[Start of Attachment]

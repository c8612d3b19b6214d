/// Airport watch: polls aircraft near monitored airports and infers gaps
mod clients;
mod config;
mod domain;
mod errors;
mod geo;
mod repo;
mod rules;
mod services;
mod utils;

use crate::clients::OpenSkyClient;
use crate::config::{AppConfig, Watchlist};
use crate::repo::{AircraftRepo, BlobStore, DetectionRepo, SummaryRepo};
use crate::services::{GapService, MonitorService};
use chrono::Utc;
use clap::{Parser, Subcommand};
use std::sync::Arc;
use std::time::Duration;
use tracing::{error, info};
use tracing_subscriber::{EnvFilter, FmtSubscriber};

#[derive(Parser)]
#[command(name = "airport_watch", about = "Aircraft activity monitor for a fixed set of airports")]
struct Cli {
    #[command(subcommand)]
    command: Option<Command>,
}

#[derive(Subcommand)]
enum Command {
    /// Run one polling cycle and exit
    Poll,
    /// Poll continuously every POLL_EVERY_SECONDS
    Watch,
    /// Scan recent detections for landing/takeoff gaps and write the daily summary
    Gaps,
}

#[tokio::main]
async fn main() -> anyhow::Result<()> {
    // Initialize logging
    let filter = EnvFilter::try_from_default_env().unwrap_or_else(|_| EnvFilter::new("info"));
    let subscriber = FmtSubscriber::builder().with_env_filter(filter).finish();
    let _ = tracing::subscriber::set_global_default(subscriber);

    let cli = Cli::parse();

    // Load configuration
    let config = AppConfig::from_env()?;
    info!("Configuration loaded, data dir {}", config.data_dir.display());

    let store = BlobStore::new(config.data_dir.clone());
    let detection_repo = DetectionRepo::new(store.clone());

    match cli.command.unwrap_or(Command::Poll) {
        Command::Poll => {
            let service = monitor_service(&config, detection_repo, &store)?;
            info!("Airport watch poll at {}", Utc::now().format("%Y-%m-%d %H:%M:%S"));
            service.run_cycle(Utc::now()).await?;
        }
        Command::Watch => {
            let service = monitor_service(&config, detection_repo, &store)?;
            let interval = config.poll_every_seconds;
            info!("Starting airport watch loop (interval: {}s)", interval);
            loop {
                if let Err(e) = service.run_cycle(Utc::now()).await {
                    error!("Polling cycle error: {:?}", e);
                }
                tokio::time::sleep(Duration::from_secs(interval)).await;
            }
        }
        Command::Gaps => {
            let service = GapService::new(
                detection_repo,
                SummaryRepo::new(store.clone()),
                config.gaps.clone(),
            );
            service.run(Utc::now()).await?;
        }
    }

    Ok(())
}

fn monitor_service(
    config: &AppConfig,
    detection_repo: DetectionRepo,
    store: &BlobStore,
) -> anyhow::Result<MonitorService> {
    let client = OpenSkyClient::new(config.opensky_url.clone(), config.http_timeout_seconds)?;
    Ok(MonitorService::new(
        Arc::new(client),
        Watchlist::builtin(),
        config.monitor.clone(),
        detection_repo,
        AircraftRepo::new(store.clone()),
    ))
}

[End of Attachment]

▸ Problem to solve:
Every single line in the records above must be written out exactly.

▸ Final answer:
repository c8612d3b19b6214d
/// Airport watch: polls aircraft near monitored airports and infers gaps
mod clients;
mod config;
mod domain;
mod errors;
mod geo;
mod repo;
mod rules;
mod services;
mod utils;

use crate::clients::OpenSkyClient;
use crate::config::{AppConfig, Watchlist};
use crate::repo::{AircraftRepo, BlobStore, DetectionRepo, SummaryRepo};
use crate::services::{GapService, MonitorService};
use chrono::Utc;
use clap::{Parser, Subcommand};
use std::sync::Arc;
use std::time::Duration;
use tracing::{error, info};
use tracing_subscriber::{EnvFilter, FmtSubscriber};

#[derive(Parser)]
#[command(name = "airport_watch", about = "Aircraft activity monitor for a fixed set of airports")]
struct Cli {
    #[command(subcommand)]
    command: Option<Command>,
}

#[derive(Subcommand)]
enum Command {
    /// Run one polling cycle and exit
    Poll,
    /// Poll continuously every POLL_EVERY_SECONDS
    Watch,
    /// Scan recent detections for landing/takeoff gaps and write the daily summary
    Gaps,
}

#[tokio::main]
async fn main() -> anyhow::Result<()> {
    // Initialize logging
    let filter = EnvFilter::try_from_default_env().unwrap_or_else(|_| EnvFilter::new("info"));
    let subscriber = FmtSubscriber::builder().with_env_filter(filter).finish();
    let _ = tracing::subscriber::set_global_default(subscriber);

    let cli = Cli::parse();

    // Load configuration
    let config = AppConfig::from_env()?;
    info!("Configuration loaded, data dir {}", config.data_dir.display());

    let store = BlobStore::new(config.data_dir.clone());
    let detection_repo = DetectionRepo::new(store.clone());

    match cli.command.unwrap_or(Command::Poll) {
        Command::Poll => {
            let service = monitor_service(&config, detection_repo, &store)?;
            info!("Airport watch poll at {}", Utc::now().format("%Y-%m-%d %H:%M:%S"));
            service.run_cycle(Utc::now()).await?;
        }
        Command::Watch => {
            let service = monitor_service(&config, detection_repo, &store)?;
            let interval = config.poll_every_seconds;
            info!("Starting airport watch loop (interval: {}s)", interval);
            loop {
                if let Err(e) = service.run_cycle(Utc::now()).await {
                    error!("Polling cycle error: {:?}", e);
                }
                tokio::time::sleep(Duration::from_secs(interval)).await;
            }
        }
        Command::Gaps => {
            let service = GapService::new(
                detection_repo,
                SummaryRepo::new(store.clone()),
                config.gaps.clone(),
            );
            service.run(Utc::now()).await?;
        }
    }

    Ok(())
}

fn monitor_service(
    config: &AppConfig,
    detection_repo: DetectionRepo,
    store: &BlobStore,
) -> anyhow::Result<MonitorService> {
    let client = OpenSkyClient::new(config.opensky_url.clone(), config.http_timeout_seconds)?;
    Ok(MonitorService::new(
        Arc::new(client),
        Watchlist::builtin(),
        config.monitor.clone(),
        detection_repo,
        AircraftRepo::new(store.clone()),
    ))
}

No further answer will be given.